### [PROBLEM TO WORK ON]
Select the lines of the records containing the word "routes" and list them.

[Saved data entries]
● ● ● ● ●
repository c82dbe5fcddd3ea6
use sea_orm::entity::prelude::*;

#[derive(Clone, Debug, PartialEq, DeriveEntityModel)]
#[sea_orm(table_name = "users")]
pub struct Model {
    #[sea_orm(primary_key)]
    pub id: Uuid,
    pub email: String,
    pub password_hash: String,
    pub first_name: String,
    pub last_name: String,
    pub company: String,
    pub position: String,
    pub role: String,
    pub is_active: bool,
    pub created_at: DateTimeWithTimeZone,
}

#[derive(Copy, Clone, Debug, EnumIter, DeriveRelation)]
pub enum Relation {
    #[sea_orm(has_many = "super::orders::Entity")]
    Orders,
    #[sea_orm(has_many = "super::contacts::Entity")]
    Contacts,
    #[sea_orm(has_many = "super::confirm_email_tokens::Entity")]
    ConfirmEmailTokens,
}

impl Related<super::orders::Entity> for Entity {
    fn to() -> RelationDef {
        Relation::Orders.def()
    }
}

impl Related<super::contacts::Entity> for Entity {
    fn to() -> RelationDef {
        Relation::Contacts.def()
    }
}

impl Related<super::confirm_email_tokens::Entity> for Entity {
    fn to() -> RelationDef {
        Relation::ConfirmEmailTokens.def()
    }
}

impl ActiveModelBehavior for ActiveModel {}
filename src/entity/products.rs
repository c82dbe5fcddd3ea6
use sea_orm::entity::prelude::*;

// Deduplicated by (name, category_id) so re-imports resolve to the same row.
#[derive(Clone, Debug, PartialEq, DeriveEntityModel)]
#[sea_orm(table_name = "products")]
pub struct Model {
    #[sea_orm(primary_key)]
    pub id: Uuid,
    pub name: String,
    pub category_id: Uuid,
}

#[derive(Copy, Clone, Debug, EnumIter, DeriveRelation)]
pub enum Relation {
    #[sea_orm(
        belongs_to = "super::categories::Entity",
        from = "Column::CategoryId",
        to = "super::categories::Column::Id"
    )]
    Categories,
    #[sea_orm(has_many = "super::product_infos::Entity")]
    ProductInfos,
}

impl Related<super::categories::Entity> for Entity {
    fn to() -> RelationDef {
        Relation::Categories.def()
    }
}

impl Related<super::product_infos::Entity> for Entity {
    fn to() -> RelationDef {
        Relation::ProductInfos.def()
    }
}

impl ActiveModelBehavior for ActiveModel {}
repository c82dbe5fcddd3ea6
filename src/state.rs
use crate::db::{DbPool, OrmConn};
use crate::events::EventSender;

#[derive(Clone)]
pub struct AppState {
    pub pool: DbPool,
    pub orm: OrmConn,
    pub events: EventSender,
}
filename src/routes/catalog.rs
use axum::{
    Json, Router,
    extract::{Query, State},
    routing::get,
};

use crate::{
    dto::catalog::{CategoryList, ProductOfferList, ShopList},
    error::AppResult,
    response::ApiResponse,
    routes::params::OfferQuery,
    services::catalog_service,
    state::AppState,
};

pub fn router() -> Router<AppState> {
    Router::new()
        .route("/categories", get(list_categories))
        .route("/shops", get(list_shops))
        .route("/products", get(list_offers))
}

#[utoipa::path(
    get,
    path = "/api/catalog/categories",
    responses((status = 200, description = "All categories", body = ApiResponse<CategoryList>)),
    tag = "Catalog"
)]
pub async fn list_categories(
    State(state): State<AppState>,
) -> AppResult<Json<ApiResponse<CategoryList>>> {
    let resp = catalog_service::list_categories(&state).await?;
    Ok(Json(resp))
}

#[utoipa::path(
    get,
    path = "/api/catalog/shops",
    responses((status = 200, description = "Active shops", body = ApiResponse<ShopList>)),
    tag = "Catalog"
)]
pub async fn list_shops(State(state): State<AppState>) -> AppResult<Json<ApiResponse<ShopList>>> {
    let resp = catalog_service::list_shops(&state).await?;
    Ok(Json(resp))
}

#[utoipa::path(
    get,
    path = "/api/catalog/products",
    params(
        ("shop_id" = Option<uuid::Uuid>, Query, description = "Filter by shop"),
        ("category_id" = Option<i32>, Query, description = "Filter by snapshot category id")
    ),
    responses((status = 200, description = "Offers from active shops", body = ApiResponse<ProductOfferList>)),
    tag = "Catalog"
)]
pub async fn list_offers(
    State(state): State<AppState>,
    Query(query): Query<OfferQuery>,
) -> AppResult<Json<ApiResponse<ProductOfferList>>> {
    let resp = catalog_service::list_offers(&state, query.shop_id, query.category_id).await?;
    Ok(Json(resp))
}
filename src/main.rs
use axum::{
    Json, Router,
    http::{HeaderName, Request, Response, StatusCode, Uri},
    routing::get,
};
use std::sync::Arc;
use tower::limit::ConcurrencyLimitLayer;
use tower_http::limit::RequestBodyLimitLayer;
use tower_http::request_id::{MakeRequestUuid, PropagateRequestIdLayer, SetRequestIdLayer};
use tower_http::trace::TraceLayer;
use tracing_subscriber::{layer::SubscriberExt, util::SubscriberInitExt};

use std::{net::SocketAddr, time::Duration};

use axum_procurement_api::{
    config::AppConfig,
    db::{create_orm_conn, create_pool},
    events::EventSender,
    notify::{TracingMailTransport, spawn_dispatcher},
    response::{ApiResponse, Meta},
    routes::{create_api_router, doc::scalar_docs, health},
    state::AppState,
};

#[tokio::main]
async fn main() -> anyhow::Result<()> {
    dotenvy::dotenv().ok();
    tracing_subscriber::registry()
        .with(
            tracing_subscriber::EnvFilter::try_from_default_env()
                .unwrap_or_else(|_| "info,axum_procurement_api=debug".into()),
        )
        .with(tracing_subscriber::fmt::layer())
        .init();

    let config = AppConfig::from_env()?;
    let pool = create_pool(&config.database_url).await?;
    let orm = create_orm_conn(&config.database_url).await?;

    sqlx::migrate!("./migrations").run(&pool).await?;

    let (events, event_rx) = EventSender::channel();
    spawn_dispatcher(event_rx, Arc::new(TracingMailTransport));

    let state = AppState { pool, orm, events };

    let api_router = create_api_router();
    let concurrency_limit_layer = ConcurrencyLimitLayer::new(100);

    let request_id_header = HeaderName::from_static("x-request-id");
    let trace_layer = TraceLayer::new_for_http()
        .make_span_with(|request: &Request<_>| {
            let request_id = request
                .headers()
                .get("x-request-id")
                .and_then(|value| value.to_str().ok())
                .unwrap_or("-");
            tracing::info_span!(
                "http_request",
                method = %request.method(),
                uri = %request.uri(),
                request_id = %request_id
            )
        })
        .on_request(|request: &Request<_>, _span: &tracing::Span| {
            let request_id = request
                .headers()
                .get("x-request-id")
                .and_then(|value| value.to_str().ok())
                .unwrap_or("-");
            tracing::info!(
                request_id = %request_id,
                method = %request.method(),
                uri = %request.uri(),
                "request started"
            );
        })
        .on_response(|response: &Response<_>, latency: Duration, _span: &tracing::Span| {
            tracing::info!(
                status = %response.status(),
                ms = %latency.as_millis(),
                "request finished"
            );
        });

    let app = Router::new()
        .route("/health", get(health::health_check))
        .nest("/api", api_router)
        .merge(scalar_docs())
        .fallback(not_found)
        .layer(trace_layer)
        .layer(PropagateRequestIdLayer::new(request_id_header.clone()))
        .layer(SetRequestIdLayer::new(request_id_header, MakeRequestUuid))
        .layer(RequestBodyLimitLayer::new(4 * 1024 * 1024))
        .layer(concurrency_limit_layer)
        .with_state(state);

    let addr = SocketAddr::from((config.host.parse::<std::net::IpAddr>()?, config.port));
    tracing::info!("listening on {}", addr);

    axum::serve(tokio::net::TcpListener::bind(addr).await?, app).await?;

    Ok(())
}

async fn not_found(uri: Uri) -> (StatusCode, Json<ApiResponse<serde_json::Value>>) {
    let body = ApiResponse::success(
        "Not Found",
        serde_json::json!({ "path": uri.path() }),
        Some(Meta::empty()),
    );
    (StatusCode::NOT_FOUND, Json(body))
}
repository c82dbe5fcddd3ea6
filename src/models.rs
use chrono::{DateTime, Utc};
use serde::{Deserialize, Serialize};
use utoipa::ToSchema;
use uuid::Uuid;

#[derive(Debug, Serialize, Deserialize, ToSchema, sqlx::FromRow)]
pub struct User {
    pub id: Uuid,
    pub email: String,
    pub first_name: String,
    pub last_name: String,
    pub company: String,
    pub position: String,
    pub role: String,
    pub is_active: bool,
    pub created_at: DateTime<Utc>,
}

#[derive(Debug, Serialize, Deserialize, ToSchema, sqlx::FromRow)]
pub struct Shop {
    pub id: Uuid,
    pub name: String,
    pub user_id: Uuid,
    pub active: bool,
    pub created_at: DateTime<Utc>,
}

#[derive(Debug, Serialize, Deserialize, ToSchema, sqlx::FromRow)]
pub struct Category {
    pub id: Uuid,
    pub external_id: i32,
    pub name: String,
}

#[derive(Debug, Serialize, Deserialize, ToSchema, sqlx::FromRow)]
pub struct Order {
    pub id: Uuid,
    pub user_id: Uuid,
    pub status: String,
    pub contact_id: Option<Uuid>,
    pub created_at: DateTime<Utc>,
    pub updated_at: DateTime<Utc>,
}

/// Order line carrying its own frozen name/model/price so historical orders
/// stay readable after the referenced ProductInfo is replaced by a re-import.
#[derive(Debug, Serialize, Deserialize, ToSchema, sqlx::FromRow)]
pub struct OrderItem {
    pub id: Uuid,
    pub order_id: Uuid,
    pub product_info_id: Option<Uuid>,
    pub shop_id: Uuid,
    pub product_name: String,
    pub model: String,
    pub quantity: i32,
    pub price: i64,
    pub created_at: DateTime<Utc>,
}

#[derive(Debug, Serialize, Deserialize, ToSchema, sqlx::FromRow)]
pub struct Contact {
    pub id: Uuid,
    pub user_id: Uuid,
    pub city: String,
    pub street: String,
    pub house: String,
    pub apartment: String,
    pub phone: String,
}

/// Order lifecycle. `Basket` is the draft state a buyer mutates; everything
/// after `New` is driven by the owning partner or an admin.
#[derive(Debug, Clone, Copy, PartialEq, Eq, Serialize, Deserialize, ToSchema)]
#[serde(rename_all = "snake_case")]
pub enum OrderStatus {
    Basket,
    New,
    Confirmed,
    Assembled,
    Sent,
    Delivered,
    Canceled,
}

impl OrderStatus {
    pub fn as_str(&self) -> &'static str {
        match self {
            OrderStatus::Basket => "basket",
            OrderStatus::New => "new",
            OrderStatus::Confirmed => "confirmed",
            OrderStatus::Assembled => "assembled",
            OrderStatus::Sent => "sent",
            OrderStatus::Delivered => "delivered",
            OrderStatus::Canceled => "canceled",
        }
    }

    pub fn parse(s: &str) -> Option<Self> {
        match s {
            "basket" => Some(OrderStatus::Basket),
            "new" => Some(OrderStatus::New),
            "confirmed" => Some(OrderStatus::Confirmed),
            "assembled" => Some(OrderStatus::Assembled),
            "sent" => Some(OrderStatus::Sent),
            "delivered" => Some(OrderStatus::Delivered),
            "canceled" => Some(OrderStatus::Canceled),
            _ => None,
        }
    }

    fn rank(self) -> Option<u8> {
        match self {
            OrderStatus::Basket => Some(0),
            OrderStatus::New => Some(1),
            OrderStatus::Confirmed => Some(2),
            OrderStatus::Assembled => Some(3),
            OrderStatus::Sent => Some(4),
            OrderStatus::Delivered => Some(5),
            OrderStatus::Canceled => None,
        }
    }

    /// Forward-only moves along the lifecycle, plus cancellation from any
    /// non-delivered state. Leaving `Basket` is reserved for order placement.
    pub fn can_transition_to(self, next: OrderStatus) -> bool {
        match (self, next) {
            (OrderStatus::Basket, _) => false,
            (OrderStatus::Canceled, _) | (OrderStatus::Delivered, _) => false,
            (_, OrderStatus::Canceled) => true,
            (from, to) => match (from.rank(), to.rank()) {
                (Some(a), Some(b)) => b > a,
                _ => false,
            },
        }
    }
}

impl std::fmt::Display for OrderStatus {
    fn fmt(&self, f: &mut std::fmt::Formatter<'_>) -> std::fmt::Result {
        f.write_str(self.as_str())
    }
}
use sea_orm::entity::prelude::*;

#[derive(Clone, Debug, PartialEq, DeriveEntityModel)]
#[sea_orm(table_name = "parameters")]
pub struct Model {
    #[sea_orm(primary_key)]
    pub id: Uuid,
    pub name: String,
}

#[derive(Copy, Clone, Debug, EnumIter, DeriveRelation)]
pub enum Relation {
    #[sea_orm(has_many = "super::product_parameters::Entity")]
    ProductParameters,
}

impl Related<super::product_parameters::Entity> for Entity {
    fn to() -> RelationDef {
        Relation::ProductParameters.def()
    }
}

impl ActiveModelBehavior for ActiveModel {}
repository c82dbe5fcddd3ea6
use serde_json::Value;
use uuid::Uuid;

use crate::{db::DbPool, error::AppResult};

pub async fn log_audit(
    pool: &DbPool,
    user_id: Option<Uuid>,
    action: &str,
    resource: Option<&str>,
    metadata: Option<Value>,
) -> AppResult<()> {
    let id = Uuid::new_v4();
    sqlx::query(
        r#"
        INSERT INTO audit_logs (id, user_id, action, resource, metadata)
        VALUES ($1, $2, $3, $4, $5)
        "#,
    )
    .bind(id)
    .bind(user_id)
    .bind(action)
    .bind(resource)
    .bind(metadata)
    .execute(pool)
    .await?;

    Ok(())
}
● ● ● ● ●
### [SOLUTION BELOW]
filename src/routes/catalog.rs
    routes::params::OfferQuery,
    routes::{create_api_router, doc::scalar_docs, health},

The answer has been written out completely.